Task item: Of the lines below, report only those that contain "last".

===== Given records =====

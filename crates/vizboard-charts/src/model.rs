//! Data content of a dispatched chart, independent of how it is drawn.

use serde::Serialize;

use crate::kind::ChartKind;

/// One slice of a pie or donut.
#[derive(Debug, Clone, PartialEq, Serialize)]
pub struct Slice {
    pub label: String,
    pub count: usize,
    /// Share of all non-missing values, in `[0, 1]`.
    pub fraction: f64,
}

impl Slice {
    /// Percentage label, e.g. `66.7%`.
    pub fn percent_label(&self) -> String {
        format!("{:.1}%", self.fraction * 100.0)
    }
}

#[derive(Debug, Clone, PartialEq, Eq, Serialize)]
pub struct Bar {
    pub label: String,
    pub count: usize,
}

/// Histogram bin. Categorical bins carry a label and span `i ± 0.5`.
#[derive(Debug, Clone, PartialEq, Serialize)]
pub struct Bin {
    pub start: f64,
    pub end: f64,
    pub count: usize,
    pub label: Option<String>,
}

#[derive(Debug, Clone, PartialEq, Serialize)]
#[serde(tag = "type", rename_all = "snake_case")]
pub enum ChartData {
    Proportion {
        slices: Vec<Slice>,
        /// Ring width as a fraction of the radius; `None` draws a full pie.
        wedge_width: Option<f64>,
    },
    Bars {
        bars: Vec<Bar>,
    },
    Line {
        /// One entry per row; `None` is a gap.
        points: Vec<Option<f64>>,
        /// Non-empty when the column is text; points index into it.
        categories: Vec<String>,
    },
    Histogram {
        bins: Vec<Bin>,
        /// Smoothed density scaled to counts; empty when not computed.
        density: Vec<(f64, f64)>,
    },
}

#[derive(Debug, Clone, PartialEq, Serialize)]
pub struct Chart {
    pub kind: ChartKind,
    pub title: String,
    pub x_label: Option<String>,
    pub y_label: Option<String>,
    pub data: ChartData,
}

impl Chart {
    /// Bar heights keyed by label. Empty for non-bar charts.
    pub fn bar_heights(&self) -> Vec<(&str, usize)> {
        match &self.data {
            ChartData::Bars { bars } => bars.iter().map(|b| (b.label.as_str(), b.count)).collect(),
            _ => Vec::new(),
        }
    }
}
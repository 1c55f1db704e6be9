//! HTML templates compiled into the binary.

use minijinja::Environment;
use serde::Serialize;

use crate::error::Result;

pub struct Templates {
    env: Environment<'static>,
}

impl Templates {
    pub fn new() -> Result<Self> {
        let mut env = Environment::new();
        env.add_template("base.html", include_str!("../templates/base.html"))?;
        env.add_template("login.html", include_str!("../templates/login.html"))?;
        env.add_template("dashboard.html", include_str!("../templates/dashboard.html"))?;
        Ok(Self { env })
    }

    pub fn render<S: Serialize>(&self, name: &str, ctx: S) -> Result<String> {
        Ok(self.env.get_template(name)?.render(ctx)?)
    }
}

=====
===== Given records =====

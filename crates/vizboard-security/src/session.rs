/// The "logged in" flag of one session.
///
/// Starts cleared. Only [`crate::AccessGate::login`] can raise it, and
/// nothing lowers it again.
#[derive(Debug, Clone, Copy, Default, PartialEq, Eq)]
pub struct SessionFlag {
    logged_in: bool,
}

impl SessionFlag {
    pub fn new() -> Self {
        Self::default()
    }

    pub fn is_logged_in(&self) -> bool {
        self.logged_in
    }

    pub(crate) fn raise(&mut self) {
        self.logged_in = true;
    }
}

=====
===== Given records =====

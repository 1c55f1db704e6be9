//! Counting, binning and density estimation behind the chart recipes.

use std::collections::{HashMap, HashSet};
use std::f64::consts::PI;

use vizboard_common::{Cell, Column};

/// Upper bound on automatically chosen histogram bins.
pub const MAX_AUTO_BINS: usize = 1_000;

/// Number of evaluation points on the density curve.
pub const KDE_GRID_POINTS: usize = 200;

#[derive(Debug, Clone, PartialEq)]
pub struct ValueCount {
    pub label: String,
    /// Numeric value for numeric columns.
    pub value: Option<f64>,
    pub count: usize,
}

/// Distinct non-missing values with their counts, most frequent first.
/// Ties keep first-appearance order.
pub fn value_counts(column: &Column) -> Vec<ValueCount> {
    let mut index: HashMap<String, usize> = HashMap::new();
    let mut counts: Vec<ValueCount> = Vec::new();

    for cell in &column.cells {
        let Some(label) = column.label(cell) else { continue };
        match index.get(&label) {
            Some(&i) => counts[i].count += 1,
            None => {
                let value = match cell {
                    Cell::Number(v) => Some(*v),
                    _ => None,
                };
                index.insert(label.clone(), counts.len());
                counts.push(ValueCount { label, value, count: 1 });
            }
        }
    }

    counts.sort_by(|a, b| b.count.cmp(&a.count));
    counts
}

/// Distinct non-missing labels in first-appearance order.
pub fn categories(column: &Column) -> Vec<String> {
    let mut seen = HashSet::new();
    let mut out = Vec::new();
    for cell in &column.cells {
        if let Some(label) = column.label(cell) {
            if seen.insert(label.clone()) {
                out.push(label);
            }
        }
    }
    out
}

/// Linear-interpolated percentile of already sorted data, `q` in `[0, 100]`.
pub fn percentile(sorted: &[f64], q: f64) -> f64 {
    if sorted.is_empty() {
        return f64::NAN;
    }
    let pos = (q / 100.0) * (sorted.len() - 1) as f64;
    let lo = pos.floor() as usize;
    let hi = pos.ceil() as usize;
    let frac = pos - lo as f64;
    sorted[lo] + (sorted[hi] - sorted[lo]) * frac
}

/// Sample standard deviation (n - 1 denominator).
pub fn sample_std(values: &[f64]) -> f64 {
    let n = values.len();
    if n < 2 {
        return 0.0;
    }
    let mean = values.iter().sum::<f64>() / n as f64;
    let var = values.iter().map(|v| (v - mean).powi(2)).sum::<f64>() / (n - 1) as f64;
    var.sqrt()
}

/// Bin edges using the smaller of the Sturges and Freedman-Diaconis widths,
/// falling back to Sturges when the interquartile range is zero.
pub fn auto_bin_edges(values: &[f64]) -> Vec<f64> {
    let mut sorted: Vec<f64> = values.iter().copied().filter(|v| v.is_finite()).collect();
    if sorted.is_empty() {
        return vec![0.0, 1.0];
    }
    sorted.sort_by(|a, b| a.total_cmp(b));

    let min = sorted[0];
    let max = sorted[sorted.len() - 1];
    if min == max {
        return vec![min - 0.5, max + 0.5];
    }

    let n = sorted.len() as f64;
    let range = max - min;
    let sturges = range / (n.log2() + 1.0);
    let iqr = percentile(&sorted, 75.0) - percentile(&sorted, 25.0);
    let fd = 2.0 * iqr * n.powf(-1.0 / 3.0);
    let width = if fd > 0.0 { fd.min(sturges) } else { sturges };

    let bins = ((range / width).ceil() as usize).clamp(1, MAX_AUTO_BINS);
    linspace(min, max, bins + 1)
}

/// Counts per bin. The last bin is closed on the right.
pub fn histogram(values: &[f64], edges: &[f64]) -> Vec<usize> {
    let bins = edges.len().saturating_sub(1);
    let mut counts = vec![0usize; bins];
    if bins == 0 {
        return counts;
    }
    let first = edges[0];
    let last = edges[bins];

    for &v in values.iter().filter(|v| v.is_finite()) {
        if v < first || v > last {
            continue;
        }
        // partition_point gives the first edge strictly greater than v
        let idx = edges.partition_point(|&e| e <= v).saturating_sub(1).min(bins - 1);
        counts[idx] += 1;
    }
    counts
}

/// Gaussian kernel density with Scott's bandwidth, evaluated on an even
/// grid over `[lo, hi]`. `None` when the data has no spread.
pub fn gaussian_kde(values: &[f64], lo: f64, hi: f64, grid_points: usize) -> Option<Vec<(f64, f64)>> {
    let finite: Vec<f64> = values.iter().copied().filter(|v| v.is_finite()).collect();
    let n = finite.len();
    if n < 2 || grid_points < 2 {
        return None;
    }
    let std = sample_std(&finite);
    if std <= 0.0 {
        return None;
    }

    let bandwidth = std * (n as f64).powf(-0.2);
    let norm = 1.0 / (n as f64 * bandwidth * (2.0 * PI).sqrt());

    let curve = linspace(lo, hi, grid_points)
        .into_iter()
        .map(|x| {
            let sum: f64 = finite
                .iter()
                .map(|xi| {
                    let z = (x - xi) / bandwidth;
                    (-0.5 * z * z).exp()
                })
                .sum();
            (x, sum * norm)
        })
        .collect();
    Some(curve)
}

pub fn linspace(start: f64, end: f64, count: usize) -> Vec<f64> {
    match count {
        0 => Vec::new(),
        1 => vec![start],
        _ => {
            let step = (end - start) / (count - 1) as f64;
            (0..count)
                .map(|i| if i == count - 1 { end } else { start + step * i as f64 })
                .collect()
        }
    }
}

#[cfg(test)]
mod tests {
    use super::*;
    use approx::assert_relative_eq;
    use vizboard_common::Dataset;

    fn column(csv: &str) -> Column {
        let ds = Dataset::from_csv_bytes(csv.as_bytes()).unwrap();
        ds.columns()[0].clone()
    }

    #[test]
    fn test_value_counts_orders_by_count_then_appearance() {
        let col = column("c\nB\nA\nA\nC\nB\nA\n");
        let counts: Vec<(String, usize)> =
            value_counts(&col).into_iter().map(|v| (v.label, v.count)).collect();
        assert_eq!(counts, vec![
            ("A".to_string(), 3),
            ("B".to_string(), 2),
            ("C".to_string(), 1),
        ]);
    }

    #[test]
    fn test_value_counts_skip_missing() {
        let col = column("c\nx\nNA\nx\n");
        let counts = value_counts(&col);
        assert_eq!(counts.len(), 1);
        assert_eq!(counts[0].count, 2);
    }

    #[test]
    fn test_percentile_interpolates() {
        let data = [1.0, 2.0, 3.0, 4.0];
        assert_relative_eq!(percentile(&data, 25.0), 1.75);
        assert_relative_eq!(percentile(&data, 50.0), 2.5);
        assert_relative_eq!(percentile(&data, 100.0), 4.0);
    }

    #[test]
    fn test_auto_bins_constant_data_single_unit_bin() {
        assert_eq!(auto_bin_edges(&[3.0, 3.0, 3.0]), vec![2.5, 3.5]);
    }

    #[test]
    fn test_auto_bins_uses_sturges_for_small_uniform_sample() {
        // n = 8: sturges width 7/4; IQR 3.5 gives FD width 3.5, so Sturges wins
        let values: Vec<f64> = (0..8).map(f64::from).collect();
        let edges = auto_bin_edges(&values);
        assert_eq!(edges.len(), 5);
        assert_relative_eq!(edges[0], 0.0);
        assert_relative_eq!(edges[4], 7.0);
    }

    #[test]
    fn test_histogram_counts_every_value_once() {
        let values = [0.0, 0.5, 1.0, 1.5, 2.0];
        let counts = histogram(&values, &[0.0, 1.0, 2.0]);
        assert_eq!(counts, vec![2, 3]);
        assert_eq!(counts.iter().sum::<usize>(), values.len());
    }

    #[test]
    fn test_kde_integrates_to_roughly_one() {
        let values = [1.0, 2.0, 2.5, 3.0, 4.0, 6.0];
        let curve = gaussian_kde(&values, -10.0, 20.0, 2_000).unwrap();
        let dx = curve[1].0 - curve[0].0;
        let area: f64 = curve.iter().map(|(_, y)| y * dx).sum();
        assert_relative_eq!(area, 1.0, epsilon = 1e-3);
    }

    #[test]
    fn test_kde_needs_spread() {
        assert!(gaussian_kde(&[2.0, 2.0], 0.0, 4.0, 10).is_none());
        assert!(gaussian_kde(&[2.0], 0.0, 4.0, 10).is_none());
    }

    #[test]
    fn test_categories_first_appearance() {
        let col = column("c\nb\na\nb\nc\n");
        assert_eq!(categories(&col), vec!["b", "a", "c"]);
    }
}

=====

Task answer:
/// Counts per bin. The last bin is closed on the right.
    let last = edges[bins];
        if v < first || v > last {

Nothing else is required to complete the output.